Improving the safety and tolerability of local anaesthetic outpatient transperineal prostate biopsies: A pilot study of the CAMbridge PROstate Biopsy (CAMPROBE) method.

Author information

Academic Urology Group, University of Cambridge, Cambridge, UK.
Department of Urology, Addenbrooke's Hospital, Cambridge, UK.
Cambridge Urology Translational Research and Clinical Trials, University of Cambridge, Cambridge, UK.
Medical Physics and Clinical Engineering, Addenbrooke's Hospital, Cambridge, UK.



The aim of this study was to pilot the use of a bespoke device (CAMPROBE, the CAMbridge PROstate Biopsy) to enable routine outpatient free-hand local anaesthetic (LA) transperineal prostate biopsies.

Materials and methods:

The CAMPROBE prototype was designed and built in our institution. Men on active surveillance due prostate resampling were invited to have a CAMPROBE biopsy as an alternative to repeat transrectal ultrasound-guided prostate biopsies (TRUSBx) as part of an approved trial (NCT02375035). Biopsies were performed using LA infiltration only, without sedation or additional analgesia. Patient-reported outcomes were recorded at day 0 and 7 using validated questionnaires and visual analogue scales (VAS). Complications were recorded prospectively.


Thirty men underwent biopsies with a median of 11 cores taken per procedure (interquartile range 10-12). There were no infections, sepsis or retention episodes. Haematuria and haematospermia occurred in 67% and 62% of patients, which are similar to rates reported for TRUSBx. Mean VAS for pain (0-10 scale) was less than 3 for every part of the procedure. All 30 men described the procedure as tolerable under LA. In total, 26/30 (86.7%) men expressed a preference for a CAMPROBE procedure over TRUSBx and a further 3 (10.0%) would have either.


In this small pilot study, the CAMPROBE device and method appears to be a safe, simple and well-tolerated out-patient transperineal replacement for TRUSBx.

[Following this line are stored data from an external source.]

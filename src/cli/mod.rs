use std::fs::File;
use std::io::{stdout, Write};

use anyhow::{bail, Context, Result};
use clap::{Parser, Subcommand};

use crate::application::BankService;
use crate::domain::format_cents;
use crate::io::{replay, Exporter};

/// Teller - in-memory retail bank ledger
#[derive(Parser)]
#[command(name = "teller")]
#[command(about = "An in-memory retail banking ledger, driven by operation scripts")]
#[command(version)]
pub struct Cli {
    /// Enable verbose output
    #[arg(short, long, global = true)]
    pub verbose: bool,

    #[command(subcommand)]
    pub command: Commands,
}

#[derive(Subcommand)]
pub enum Commands {
    /// Run the canonical walkthrough session
    Demo,

    /// Replay an operations script and print the resulting balances
    Run {
        /// Path to the CSV script (columns: op, customer, amount)
        script: String,

        /// Output format: csv, json
        #[arg(short, long, default_value = "csv")]
        format: String,

        /// Also print each account's transaction history (csv format only)
        #[arg(long)]
        history: bool,
    },
}

impl Cli {
    pub fn run(self) -> Result<()> {
        match self.command {
            Commands::Demo => run_demo(),
            Commands::Run {
                script,
                format,
                history,
            } => run_script(&script, &format, history, self.verbose),
        }
    }
}

fn run_demo() -> Result<()> {
    let mut service = BankService::new();

    let account_id = service.open_account("John Doe");
    println!("Account created. Account number: {}", account_id);

    service.deposit(account_id, 100_000)?;
    println!(
        "Balance after deposit: {}",
        format_cents(service.balance(account_id)?)
    );

    service.withdraw(account_id, 50_000)?;
    println!(
        "Balance after withdrawal: {}",
        format_cents(service.balance(account_id)?)
    );

    println!("Transaction history:");
    for transaction in service.history(account_id)? {
        println!(
            "  {} {} {}",
            transaction.timestamp.to_rfc3339(),
            transaction.kind,
            format_cents(transaction.amount_cents)
        );
    }

    Ok(())
}

fn run_script(path: &str, format: &str, include_history: bool, verbose: bool) -> Result<()> {
    let file =
        File::open(path).with_context(|| format!("Cannot open script file '{}'", path))?;

    let mut service = BankService::new();
    let outcome = replay(&mut service, file)?;

    if verbose {
        eprintln!("[Replay] Applied {} operation(s)", outcome.applied);
    }
    for error in &outcome.errors {
        eprintln!("[Replay] Line {}: {}", error.line, error.error);
    }

    // Stored balances must agree with the log before anything is printed.
    let report = service.check();
    if !report.is_clean() {
        for mismatch in &report.mismatches {
            eprintln!(
                "[Audit] Account {} holds {} but the log replays to {}",
                mismatch.account_id,
                format_cents(mismatch.stored_cents),
                format_cents(mismatch.replayed_cents)
            );
        }
        bail!(
            "Ledger audit failed: {} account(s) disagree with the log",
            report.mismatches.len()
        );
    }

    let exporter = Exporter::new(&service);
    match format {
        "csv" => {
            exporter.export_balances_csv(stdout())?;
            if include_history {
                for customer in service.customers() {
                    println!();
                    println!("# {}", customer.name);
                    exporter.export_history_csv(customer.account.id, stdout())?;
                }
            }
        }
        "json" => {
            exporter.export_full_json(stdout())?;
            let mut out = stdout();
            out.write_all(b"\n")?;
            out.flush()?;
        }
        other => bail!("Unknown format '{}'. Use 'csv' or 'json'", other),
    }

    Ok(())
}
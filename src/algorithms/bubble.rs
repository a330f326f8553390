use crate::frame::Emitter;

/// Compare every adjacent pair, swapping when out of order. After pass `i`
/// the largest remaining value has settled at `n - i - 1`.
pub fn sort(em: &mut Emitter<'_>) {
    let n = em.len();
    for i in 0..n {
        for j in 0..n - i - 1 {
            if em.value(j) > em.value(j + 1) {
                em.swap(j, j + 1);
            }
            em.emit(&[j, j + 1]);
        }
        em.mark_sorted(n - i - 1);
    }
    em.mark_all_sorted();
}
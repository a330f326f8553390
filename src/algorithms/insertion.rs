use crate::frame::Emitter;

/// Walk each element left by adjacent swaps until its predecessor is not
/// greater. One frame per swap; sortedness is only known at the end.
pub fn sort(em: &mut Emitter<'_>) {
    let n = em.len();
    for i in 1..n {
        let mut j = i;
        while j > 0 && em.value(j - 1) > em.value(j) {
            em.swap(j - 1, j);
            em.emit(&[j - 1, j]);
            j -= 1;
        }
    }
    em.mark_all_sorted();
}
//! Sorting drivers
//!
//! Each driver sorts ascending through an [`Emitter`], publishing a frame for
//! every comparison or move it wants the viewer to see. Drivers only reorder
//! existing magnitudes, so the dataset stays a permutation of its input at
//! every frame.
//!
//! | Driver | Frames | Sorted marks |
//! |---|---|---|
//! | [`bubble`] | every adjacent comparison | last slot of each pass |
//! | [`insertion`] | every adjacent swap | all at the end |
//! | [`selection`] | every comparison | slot `i` after each pass |
//! | [`merge`] | every comparison of run fronts | all at the end |
//! | [`quick`] | every comparison, swap and pivot placement | each pivot |
//! | [`heap`] | every swap | each slot taken from the heap |
//!
//! Every driver finishes by marking the full range sorted.

pub mod bubble;
pub mod heap;
pub mod insertion;
pub mod merge;
pub mod quick;
pub mod selection;

use crate::frame::{Emitter, Stepper};
use crate::tracker::SortedRegion;
use serde::{Deserialize, Serialize};
use std::fmt;

/// Which driver a run uses
#[derive(
    Debug, Clone, Copy, PartialEq, Eq, Hash, Default, Serialize, Deserialize, clap::ValueEnum,
)]
#[serde(rename_all = "lowercase")]
pub enum Algorithm {
    #[default]
    Merge,
    Bubble,
    Insertion,
    Selection,
    Quick,
    Heap,
}

impl Algorithm {
    /// Display order, matching the selector in the controls pane
    pub const ALL: [Algorithm; 6] = [
        Algorithm::Merge,
        Algorithm::Bubble,
        Algorithm::Insertion,
        Algorithm::Selection,
        Algorithm::Quick,
        Algorithm::Heap,
    ];

    pub fn name(self) -> &'static str {
        match self {
            Algorithm::Merge => "Merge Sort",
            Algorithm::Bubble => "Bubble Sort",
            Algorithm::Insertion => "Insertion Sort",
            Algorithm::Selection => "Selection Sort",
            Algorithm::Quick => "Quick Sort",
            Algorithm::Heap => "Heap Sort",
        }
    }

    fn position(self) -> usize {
        Self::ALL.iter().position(|&a| a == self).unwrap_or(0)
    }

    /// Next algorithm in display order, wrapping around
    pub fn next(self) -> Self {
        Self::ALL[(self.position() + 1) % Self::ALL.len()]
    }

    /// Previous algorithm in display order, wrapping around
    pub fn prev(self) -> Self {
        Self::ALL[(self.position() + Self::ALL.len() - 1) % Self::ALL.len()]
    }

    /// Sort `values` in place, publishing frames to `stepper`.
    ///
    /// On return `sorted` covers every index and any trailing changes have
    /// been settled. Returns the number of frames emitted.
    pub fn run(
        self,
        values: &mut [u32],
        sorted: &mut SortedRegion,
        stepper: &mut dyn Stepper,
    ) -> usize {
        let mut em = Emitter::new(values, sorted, stepper);
        match self {
            Algorithm::Merge => merge::sort(&mut em),
            Algorithm::Bubble => bubble::sort(&mut em),
            Algorithm::Insertion => insertion::sort(&mut em),
            Algorithm::Selection => selection::sort(&mut em),
            Algorithm::Quick => quick::sort(&mut em),
            Algorithm::Heap => heap::sort(&mut em),
        }
        em.settle();
        em.frames()
    }
}

impl fmt::Display for Algorithm {
    fn fmt(&self, f: &mut fmt::Formatter<'_>) -> fmt::Result {
        f.write_str(self.name())
    }
}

A major new National Institute for Health Research grant will allow its further development from a prototype to a single use, low-cost disposable device ready for multi-centre testing.

Level of evidence:

1b: individual cohort study.


Prostate cancer; diagnostic intervention; patient safety; service delivery; transperineal biopsy

Conflict of interest statement

Conflicting interests: The authors declare that there is no conflict of interest.